> **Exercise objective**
Filter the entries and keep only the lines where the string "warn" appears.

-=-=-=-=-

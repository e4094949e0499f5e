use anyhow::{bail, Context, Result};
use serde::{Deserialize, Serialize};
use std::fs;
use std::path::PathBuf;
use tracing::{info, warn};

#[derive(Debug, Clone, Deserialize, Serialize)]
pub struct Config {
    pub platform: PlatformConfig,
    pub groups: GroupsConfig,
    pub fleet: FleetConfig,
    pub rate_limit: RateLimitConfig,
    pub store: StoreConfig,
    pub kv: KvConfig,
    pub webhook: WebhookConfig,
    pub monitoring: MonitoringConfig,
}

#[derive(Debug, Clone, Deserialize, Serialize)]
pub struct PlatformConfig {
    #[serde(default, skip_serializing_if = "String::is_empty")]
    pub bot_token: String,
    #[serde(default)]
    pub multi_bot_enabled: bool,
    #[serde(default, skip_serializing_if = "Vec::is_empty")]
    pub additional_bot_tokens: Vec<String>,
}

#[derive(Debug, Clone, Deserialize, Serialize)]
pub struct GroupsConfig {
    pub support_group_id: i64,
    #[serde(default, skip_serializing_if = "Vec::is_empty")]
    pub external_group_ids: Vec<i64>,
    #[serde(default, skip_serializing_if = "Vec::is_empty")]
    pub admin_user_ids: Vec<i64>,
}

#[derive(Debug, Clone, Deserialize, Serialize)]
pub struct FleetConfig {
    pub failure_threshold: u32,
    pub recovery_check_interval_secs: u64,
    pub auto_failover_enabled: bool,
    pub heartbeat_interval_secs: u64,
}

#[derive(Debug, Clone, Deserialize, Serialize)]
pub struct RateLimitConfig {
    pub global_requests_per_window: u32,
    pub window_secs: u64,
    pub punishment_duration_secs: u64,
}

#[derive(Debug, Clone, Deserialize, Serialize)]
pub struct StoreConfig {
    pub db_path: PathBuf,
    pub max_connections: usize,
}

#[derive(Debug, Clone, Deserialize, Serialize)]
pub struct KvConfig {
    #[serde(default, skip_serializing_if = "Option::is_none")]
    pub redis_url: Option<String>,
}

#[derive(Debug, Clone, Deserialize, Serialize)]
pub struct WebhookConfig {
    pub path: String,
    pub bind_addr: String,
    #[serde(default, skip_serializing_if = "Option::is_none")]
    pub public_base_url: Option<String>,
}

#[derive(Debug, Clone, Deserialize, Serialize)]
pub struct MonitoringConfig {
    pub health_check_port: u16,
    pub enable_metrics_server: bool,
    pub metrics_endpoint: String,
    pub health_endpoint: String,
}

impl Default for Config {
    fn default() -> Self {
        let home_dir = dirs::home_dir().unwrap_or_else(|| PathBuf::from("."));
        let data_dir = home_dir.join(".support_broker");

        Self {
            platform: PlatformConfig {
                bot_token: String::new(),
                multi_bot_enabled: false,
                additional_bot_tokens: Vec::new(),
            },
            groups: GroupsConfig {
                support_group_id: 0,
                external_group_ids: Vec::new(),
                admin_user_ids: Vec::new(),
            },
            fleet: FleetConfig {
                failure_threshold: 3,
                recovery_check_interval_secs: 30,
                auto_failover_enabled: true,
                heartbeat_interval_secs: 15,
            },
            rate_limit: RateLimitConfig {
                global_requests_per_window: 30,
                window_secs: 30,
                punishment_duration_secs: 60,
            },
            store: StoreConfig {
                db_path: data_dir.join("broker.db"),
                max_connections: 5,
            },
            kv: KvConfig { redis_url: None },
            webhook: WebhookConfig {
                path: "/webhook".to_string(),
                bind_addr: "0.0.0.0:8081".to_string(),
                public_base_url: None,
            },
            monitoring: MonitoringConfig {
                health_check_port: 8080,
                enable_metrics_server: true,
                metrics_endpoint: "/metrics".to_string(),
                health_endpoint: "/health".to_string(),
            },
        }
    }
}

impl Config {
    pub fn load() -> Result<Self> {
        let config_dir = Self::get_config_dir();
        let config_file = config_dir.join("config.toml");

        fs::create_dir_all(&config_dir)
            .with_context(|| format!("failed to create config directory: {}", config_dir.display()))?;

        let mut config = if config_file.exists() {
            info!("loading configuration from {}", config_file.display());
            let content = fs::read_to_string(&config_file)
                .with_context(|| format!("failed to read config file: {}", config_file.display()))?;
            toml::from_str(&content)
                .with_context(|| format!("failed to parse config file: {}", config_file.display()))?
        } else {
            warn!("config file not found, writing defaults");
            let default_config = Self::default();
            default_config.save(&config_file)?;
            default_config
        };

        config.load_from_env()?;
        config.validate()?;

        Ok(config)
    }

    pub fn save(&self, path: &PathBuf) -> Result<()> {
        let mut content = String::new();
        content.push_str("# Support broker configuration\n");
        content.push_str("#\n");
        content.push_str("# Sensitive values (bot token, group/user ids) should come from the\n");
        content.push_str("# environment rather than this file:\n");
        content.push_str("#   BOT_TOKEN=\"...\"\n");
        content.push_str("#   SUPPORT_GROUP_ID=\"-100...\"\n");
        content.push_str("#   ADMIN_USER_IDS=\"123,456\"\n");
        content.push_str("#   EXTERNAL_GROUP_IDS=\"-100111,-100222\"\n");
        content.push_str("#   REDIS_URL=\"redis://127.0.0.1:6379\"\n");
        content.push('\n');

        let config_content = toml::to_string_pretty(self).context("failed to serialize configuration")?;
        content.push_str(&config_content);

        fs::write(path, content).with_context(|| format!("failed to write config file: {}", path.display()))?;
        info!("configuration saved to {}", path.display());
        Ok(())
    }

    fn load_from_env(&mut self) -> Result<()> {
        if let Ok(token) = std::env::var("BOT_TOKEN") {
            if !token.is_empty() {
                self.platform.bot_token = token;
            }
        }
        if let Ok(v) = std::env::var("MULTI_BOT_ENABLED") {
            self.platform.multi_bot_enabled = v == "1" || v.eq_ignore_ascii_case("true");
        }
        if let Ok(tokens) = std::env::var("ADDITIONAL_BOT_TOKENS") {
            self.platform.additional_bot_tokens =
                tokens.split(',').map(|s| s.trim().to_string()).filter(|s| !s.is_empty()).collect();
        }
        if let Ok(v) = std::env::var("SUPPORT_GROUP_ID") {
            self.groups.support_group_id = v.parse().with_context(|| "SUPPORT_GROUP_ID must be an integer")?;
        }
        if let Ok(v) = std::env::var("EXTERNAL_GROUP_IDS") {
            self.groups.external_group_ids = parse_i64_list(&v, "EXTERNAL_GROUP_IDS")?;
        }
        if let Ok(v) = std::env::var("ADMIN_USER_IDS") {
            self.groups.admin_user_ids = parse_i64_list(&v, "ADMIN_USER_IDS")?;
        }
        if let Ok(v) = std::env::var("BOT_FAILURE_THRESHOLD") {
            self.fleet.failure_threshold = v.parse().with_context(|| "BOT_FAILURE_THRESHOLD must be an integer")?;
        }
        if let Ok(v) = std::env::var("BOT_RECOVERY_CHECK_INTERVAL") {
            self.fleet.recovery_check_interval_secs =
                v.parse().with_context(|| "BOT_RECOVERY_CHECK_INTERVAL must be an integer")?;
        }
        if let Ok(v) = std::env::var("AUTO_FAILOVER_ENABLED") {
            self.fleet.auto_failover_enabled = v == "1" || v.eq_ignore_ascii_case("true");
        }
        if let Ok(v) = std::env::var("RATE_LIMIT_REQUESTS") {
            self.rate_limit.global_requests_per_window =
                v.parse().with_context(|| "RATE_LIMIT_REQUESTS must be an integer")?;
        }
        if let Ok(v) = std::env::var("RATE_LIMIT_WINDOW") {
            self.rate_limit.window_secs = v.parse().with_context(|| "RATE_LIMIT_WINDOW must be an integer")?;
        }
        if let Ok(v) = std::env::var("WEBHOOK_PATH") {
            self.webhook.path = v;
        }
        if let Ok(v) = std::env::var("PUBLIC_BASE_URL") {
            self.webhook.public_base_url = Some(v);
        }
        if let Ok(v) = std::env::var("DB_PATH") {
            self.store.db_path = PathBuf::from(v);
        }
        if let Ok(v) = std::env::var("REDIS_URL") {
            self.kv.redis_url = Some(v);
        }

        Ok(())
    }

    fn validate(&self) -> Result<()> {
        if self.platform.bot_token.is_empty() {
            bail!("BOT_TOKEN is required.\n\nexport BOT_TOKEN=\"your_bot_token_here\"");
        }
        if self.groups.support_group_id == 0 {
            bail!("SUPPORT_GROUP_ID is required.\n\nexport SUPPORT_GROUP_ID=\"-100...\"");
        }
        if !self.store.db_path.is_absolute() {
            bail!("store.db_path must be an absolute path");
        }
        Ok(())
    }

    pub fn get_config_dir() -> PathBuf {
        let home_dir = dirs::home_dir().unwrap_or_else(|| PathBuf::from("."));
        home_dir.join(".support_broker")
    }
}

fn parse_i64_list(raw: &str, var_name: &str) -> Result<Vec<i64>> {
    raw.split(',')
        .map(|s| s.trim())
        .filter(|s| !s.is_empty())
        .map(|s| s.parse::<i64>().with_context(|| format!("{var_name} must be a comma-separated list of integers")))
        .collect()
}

-=-=-=-=-

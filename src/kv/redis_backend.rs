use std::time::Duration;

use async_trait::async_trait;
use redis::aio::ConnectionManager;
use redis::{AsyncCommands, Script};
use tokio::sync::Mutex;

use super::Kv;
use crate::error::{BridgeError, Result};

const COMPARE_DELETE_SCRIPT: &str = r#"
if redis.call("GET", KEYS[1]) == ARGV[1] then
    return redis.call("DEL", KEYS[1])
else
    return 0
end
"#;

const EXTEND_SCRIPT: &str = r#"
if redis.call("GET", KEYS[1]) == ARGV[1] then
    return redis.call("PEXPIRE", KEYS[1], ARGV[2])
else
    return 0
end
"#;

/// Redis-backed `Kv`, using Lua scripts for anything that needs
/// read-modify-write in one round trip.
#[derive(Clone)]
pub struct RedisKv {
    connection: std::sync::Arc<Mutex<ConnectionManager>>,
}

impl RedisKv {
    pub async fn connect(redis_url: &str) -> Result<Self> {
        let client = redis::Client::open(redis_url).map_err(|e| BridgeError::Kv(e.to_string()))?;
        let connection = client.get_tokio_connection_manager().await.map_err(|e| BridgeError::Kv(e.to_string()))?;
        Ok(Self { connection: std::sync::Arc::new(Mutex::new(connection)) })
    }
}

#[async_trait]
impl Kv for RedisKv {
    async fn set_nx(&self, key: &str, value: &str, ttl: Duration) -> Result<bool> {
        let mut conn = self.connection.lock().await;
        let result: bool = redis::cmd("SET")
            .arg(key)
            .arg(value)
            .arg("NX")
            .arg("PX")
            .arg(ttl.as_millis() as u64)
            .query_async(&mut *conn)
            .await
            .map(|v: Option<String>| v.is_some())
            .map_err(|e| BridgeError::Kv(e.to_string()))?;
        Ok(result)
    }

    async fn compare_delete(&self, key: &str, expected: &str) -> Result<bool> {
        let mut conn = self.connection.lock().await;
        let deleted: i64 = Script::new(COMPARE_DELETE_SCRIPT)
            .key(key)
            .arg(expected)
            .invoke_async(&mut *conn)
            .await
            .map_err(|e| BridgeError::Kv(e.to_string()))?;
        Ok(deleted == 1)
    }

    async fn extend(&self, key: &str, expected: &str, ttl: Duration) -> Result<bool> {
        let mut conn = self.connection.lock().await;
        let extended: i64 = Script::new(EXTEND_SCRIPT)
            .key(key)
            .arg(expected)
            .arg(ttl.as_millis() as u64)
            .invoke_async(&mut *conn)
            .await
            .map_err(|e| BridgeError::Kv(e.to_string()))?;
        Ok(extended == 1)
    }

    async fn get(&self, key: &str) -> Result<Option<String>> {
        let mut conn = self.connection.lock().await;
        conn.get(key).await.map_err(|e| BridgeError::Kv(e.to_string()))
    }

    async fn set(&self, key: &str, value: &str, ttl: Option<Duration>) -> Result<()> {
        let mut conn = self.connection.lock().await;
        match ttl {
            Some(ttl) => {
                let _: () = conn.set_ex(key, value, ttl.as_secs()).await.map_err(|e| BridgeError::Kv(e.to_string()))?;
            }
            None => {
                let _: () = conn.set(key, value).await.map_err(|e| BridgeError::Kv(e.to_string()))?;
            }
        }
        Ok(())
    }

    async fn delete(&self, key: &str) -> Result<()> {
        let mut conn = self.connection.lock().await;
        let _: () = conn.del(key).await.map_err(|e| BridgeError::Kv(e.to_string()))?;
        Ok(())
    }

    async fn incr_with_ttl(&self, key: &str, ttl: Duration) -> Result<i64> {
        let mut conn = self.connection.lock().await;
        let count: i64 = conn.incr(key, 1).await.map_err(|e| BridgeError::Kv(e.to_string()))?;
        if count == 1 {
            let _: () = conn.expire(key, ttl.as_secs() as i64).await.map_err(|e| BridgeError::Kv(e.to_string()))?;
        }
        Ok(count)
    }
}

-=-=-=-=-

> **Answer below**
use tracing::{info, warn};
            warn!("config file not found, writing defaults");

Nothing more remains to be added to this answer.